(Beginning of Supplied material)

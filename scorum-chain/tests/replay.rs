use rand::{Rng, SeedableRng};
use rand_chacha::ChaCha8Rng;
use scorum_chain::asset::Asset;
use scorum_chain::block::Transaction;
use scorum_chain::operations::{Operation, Transfer, TransferToScorumpower};
use scorum_chain::services::{AccountService, DynamicGlobalPropertyService};
use scorum_chain::testing::{produce_block, ChainStateBuilder, ConfigBuilder};
use scorum_chain::types::AccountName;
use scorum_chain::ChainState;

const ACCOUNTS: [&str; 4] = ["alice", "bob", "carol", "dave"];
const BLOCKS: usize = 30;

fn genesis_state() -> ChainState {
    let config = ConfigBuilder::new()
        .with_irreversible_distance(BLOCKS as u32 + 1)
        .build();
    let mut builder = ChainStateBuilder::new().with_config(config);
    for name in ACCOUNTS.iter() {
        builder = builder.with_account(name, Asset::scr(10_000), Asset::sp(1_000));
    }
    builder.with_witness("alice").with_witness("bob").build().unwrap()
}

fn name(name: &str) -> AccountName {
    name.parse().unwrap()
}

/// Transfers and stakings the senders can always afford.
fn random_transactions(state: &ChainState, rng: &mut ChaCha8Rng) -> Vec<Transaction> {
    let mut spent = [0i64; 4];
    let mut transactions = Vec::new();
    for _ in 0..rng.gen_range(0..4) {
        let from = rng.gen_range(0..ACCOUNTS.len());
        let balance = state
            .database()
            .get_account(&name(ACCOUNTS[from]))
            .unwrap()
            .balance
            .amount
            - spent[from];
        if balance <= 0 {
            continue;
        }
        let amount = rng.gen_range(1..=balance.min(500));
        spent[from] += amount;
        let operation = if rng.gen_bool(0.25) {
            Operation::TransferToScorumpower(TransferToScorumpower {
                from: name(ACCOUNTS[from]),
                to: None,
                amount: Asset::scr(amount),
            })
        } else {
            let to = (from + rng.gen_range(1..ACCOUNTS.len())) % ACCOUNTS.len();
            Operation::Transfer(Transfer {
                from: name(ACCOUNTS[from]),
                to: name(ACCOUNTS[to]),
                amount: Asset::scr(amount),
                memo: String::new(),
            })
        };
        transactions.push(Transaction::from(operation));
    }
    transactions
}

fn run(seed: u64) -> ChainState {
    let mut rng = ChaCha8Rng::seed_from_u64(seed);
    let mut state = genesis_state();
    for block in 0..BLOCKS {
        let transactions = random_transactions(&state, &mut rng);
        let witness = ACCOUNTS[block % 2];
        produce_block(&mut state, witness, transactions).unwrap();
    }
    state
}

fn snapshot(state: &mut ChainState) -> Vec<u8> {
    let mut bytes = Vec::new();
    state.save_snapshot(&mut bytes).unwrap();
    bytes
}

fn holdings(state: &ChainState) -> i64 {
    ACCOUNTS
        .iter()
        .map(|account| {
            let account = state.database().get_account(&name(account)).unwrap();
            account.balance.amount + account.scorumpower.amount
        })
        .sum()
}

#[test]
pub fn same_blocks_give_the_same_state() {
    let mut first = run(0x5c0_2017);
    let mut second = run(0x5c0_2017);
    assert_eq!(first.head_block_num().unwrap(), BLOCKS as u32);
    assert_eq!(snapshot(&mut first), snapshot(&mut second));
}

#[test]
pub fn transfers_and_stakings_keep_holdings() {
    let state = run(7);
    let props = state.database().dynamic_global_properties().unwrap();
    assert_eq!(holdings(&state), 4 * 11_000);
    assert_eq!(props.circulating_capital.amount, holdings(&state));
}

#[test]
pub fn popping_every_block_restores_genesis() {
    let genesis = snapshot(&mut genesis_state());
    let mut state = run(42);
    assert_ne!(snapshot(&mut state), genesis);
    assert_eq!(state.reversible_blocks(), BLOCKS);

    while state.reversible_blocks() > 0 {
        state.pop_block().unwrap();
    }
    assert_eq!(state.head_block_num().unwrap(), 0);
    assert_eq!(snapshot(&mut state), genesis);
}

(End of Supplied material)

Exercise brief: For each line in the data that contains the string "const", give a copy of that line.

Solved problem:
const ACCOUNTS: [&str; 4] = ["alice", "bob", "carol", "dave"];
const BLOCKS: usize = 30;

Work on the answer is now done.